(ACTION ITEM) Your task is to copy all of the entries exactly as they are given.

(Records drawn from a dataset)
//! Cipher block chaining over block-aligned buffers.
//!
//! Encryption is strictly sequential: every block is XORed with the previous
//! ciphertext block (the IV for block 0) before the forward cipher.

use aes_core::{
    cipher_block, xor_in_place, Block, Direction, RoundKeys, StageObserver, BLOCK_SIZE,
};

use crate::error::Result;
use crate::mode::{check_aligned, Iv};

/// Encrypts `data` in place, chaining from `iv`.
///
/// Fails with [`Error::InvalidLength`](crate::Error::InvalidLength) and leaves
/// `data` untouched unless its length is a multiple of the block size.
pub fn encrypt_blocks<O: StageObserver + ?Sized>(
    data: &mut [u8],
    iv: &Iv,
    round_keys: &RoundKeys,
    observer: &O,
) -> Result<()> {
    check_aligned(data)?;
    chain_encrypt(data, iv, round_keys, observer);
    Ok(())
}

/// Decrypts `data` in place, chaining from `iv`. Same length rule as
/// [`encrypt_blocks`].
pub fn decrypt_blocks<O: StageObserver + ?Sized>(
    data: &mut [u8],
    iv: &Iv,
    round_keys: &RoundKeys,
    observer: &O,
) -> Result<()> {
    check_aligned(data)?;
    chain_decrypt(data, iv, round_keys, observer);
    Ok(())
}

// Both chain functions expect a block-aligned buffer.
pub(crate) fn chain_encrypt<O: StageObserver + ?Sized>(
    data: &mut [u8],
    iv: &Iv,
    round_keys: &RoundKeys,
    observer: &O,
) {
    let mut prev: Block = *iv;
    for chunk in data.chunks_exact_mut(BLOCK_SIZE) {
        let mut state: Block = [0u8; BLOCK_SIZE];
        state.copy_from_slice(chunk);
        xor_in_place(&mut state, &prev);
        cipher_block(&mut state, round_keys, Direction::Encrypt, observer);
        chunk.copy_from_slice(&state);
        prev = state;
    }
}

pub(crate) fn chain_decrypt<O: StageObserver + ?Sized>(
    data: &mut [u8],
    iv: &Iv,
    round_keys: &RoundKeys,
    observer: &O,
) {
    let mut prev: Block = *iv;
    for chunk in data.chunks_exact_mut(BLOCK_SIZE) {
        let mut state: Block = [0u8; BLOCK_SIZE];
        state.copy_from_slice(chunk);
        let original = state;
        cipher_block(&mut state, round_keys, Direction::Decrypt, observer);
        xor_in_place(&mut state, &prev);
        chunk.copy_from_slice(&state);
        prev = original;
    }
}

#[cfg(test)]
mod tests {
    use super::*;
    use crate::Error;
    use aes_core::{expand_key, Aes128Key};

    fn hex(s: &str) -> Vec<u8> {
        (0..s.len())
            .step_by(2)
            .map(|i| u8::from_str_radix(&s[i..i + 2], 16).unwrap())
            .collect()
    }

    // NIST SP 800-38A, F.2.1 CBC-AES128.Encrypt.
    const KEY: &str = "2b7e151628aed2a6abf7158809cf4f3c";
    const IV: &str = "000102030405060708090a0b0c0d0e0f";
    const PLAIN: &str = "6bc1bee22e409f96e93d7e117393172aae2d8a571e03ac9c9eb76fac45af8e51";
    const CIPHER: &str = "7649abac8119b246cee98e9b12e9197d5086cb9b507219ee95db113a917678b2";

    #[test]
    fn sp800_38a_vector() {
        let key: [u8; 16] = hex(KEY).try_into().unwrap();
        let iv: Iv = hex(IV).try_into().unwrap();
        let round_keys = expand_key(&Aes128Key::from(key));

        let mut data = hex(PLAIN);
        encrypt_blocks(&mut data, &iv, &round_keys, &()).unwrap();
        assert_eq!(data, hex(CIPHER));

        decrypt_blocks(&mut data, &iv, &round_keys, &()).unwrap();
        assert_eq!(data, hex(PLAIN));
    }

    #[test]
    fn identical_blocks_diverge() {
        let round_keys = expand_key(&Aes128Key::from([7u8; 16]));
        let mut data = [0x42u8; 32];
        encrypt_blocks(&mut data, &[0u8; 16], &round_keys, &()).unwrap();
        assert_ne!(&data[..16], &data[16..]);
    }

    #[test]
    fn partial_trailing_block_is_rejected() {
        let round_keys = expand_key(&Aes128Key::from(*b"Thats my Kung Fu"));
        let iv = [0x24u8; 16];
        let mut data = *b"Two One Nine TwoSECRET";
        assert_eq!(
            encrypt_blocks(&mut data, &iv, &round_keys, &()),
            Err(Error::InvalidLength { actual: 22 })
        );
        assert_eq!(&data, b"Two One Nine TwoSECRET");
        assert_eq!(
            decrypt_blocks(&mut data, &iv, &round_keys, &()),
            Err(Error::InvalidLength { actual: 22 })
        );
        assert_eq!(&data, b"Two One Nine TwoSECRET");
    }
}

(TASK RESPONSE)
//! Cipher block chaining over block-aligned buffers.
//!
//! Encryption is strictly sequential: every block is XORed with the previous
//! ciphertext block (the IV for block 0) before the forward cipher.

use aes_core::{
    cipher_block, xor_in_place, Block, Direction, RoundKeys, StageObserver, BLOCK_SIZE,
};

use crate::error::Result;
use crate::mode::{check_aligned, Iv};

/// Encrypts `data` in place, chaining from `iv`.
///
/// Fails with [`Error::InvalidLength`](crate::Error::InvalidLength) and leaves
/// `data` untouched unless its length is a multiple of the block size.
pub fn encrypt_blocks<O: StageObserver + ?Sized>(
    data: &mut [u8],
    iv: &Iv,
    round_keys: &RoundKeys,
    observer: &O,
) -> Result<()> {
    check_aligned(data)?;
    chain_encrypt(data, iv, round_keys, observer);
    Ok(())
}

/// Decrypts `data` in place, chaining from `iv`. Same length rule as
/// [`encrypt_blocks`].
pub fn decrypt_blocks<O: StageObserver + ?Sized>(
    data: &mut [u8],
    iv: &Iv,
    round_keys: &RoundKeys,
    observer: &O,
) -> Result<()> {
    check_aligned(data)?;
    chain_decrypt(data, iv, round_keys, observer);
    Ok(())
}

// Both chain functions expect a block-aligned buffer.
pub(crate) fn chain_encrypt<O: StageObserver + ?Sized>(
    data: &mut [u8],
    iv: &Iv,
    round_keys: &RoundKeys,
    observer: &O,
) {
    let mut prev: Block = *iv;
    for chunk in data.chunks_exact_mut(BLOCK_SIZE) {
        let mut state: Block = [0u8; BLOCK_SIZE];
        state.copy_from_slice(chunk);
        xor_in_place(&mut state, &prev);
        cipher_block(&mut state, round_keys, Direction::Encrypt, observer);
        chunk.copy_from_slice(&state);
        prev = state;
    }
}

pub(crate) fn chain_decrypt<O: StageObserver + ?Sized>(
    data: &mut [u8],
    iv: &Iv,
    round_keys: &RoundKeys,
    observer: &O,
) {
    let mut prev: Block = *iv;
    for chunk in data.chunks_exact_mut(BLOCK_SIZE) {
        let mut state: Block = [0u8; BLOCK_SIZE];
        state.copy_from_slice(chunk);
        let original = state;
        cipher_block(&mut state, round_keys, Direction::Decrypt, observer);
        xor_in_place(&mut state, &prev);
        chunk.copy_from_slice(&state);
        prev = original;
    }
}

#[cfg(test)]
mod tests {
    use super::*;
    use crate::Error;
    use aes_core::{expand_key, Aes128Key};

    fn hex(s: &str) -> Vec<u8> {
        (0..s.len())
            .step_by(2)
            .map(|i| u8::from_str_radix(&s[i..i + 2], 16).unwrap())
            .collect()
    }

    // NIST SP 800-38A, F.2.1 CBC-AES128.Encrypt.
    const KEY: &str = "2b7e151628aed2a6abf7158809cf4f3c";
    const IV: &str = "000102030405060708090a0b0c0d0e0f";
    const PLAIN: &str = "6bc1bee22e409f96e93d7e117393172aae2d8a571e03ac9c9eb76fac45af8e51";
    const CIPHER: &str = "7649abac8119b246cee98e9b12e9197d5086cb9b507219ee95db113a917678b2";

    #[test]
    fn sp800_38a_vector() {
        let key: [u8; 16] = hex(KEY).try_into().unwrap();
        let iv: Iv = hex(IV).try_into().unwrap();
        let round_keys = expand_key(&Aes128Key::from(key));

        let mut data = hex(PLAIN);
        encrypt_blocks(&mut data, &iv, &round_keys, &()).unwrap();
        assert_eq!(data, hex(CIPHER));

        decrypt_blocks(&mut data, &iv, &round_keys, &()).unwrap();
        assert_eq!(data, hex(PLAIN));
    }

    #[test]
    fn identical_blocks_diverge() {
        let round_keys = expand_key(&Aes128Key::from([7u8; 16]));
        let mut data = [0x42u8; 32];
        encrypt_blocks(&mut data, &[0u8; 16], &round_keys, &()).unwrap();
        assert_ne!(&data[..16], &data[16..]);
    }

    #[test]
    fn partial_trailing_block_is_rejected() {
        let round_keys = expand_key(&Aes128Key::from(*b"Thats my Kung Fu"));
        let iv = [0x24u8; 16];
        let mut data = *b"Two One Nine TwoSECRET";
        assert_eq!(
            encrypt_blocks(&mut data, &iv, &round_keys, &()),
            Err(Error::InvalidLength { actual: 22 })
        );
        assert_eq!(&data, b"Two One Nine TwoSECRET");
        assert_eq!(
            decrypt_blocks(&mut data, &iv, &round_keys, &()),
            Err(Error::InvalidLength { actual: 22 })
        );
        assert_eq!(&data, b"Two One Nine TwoSECRET");
    }
}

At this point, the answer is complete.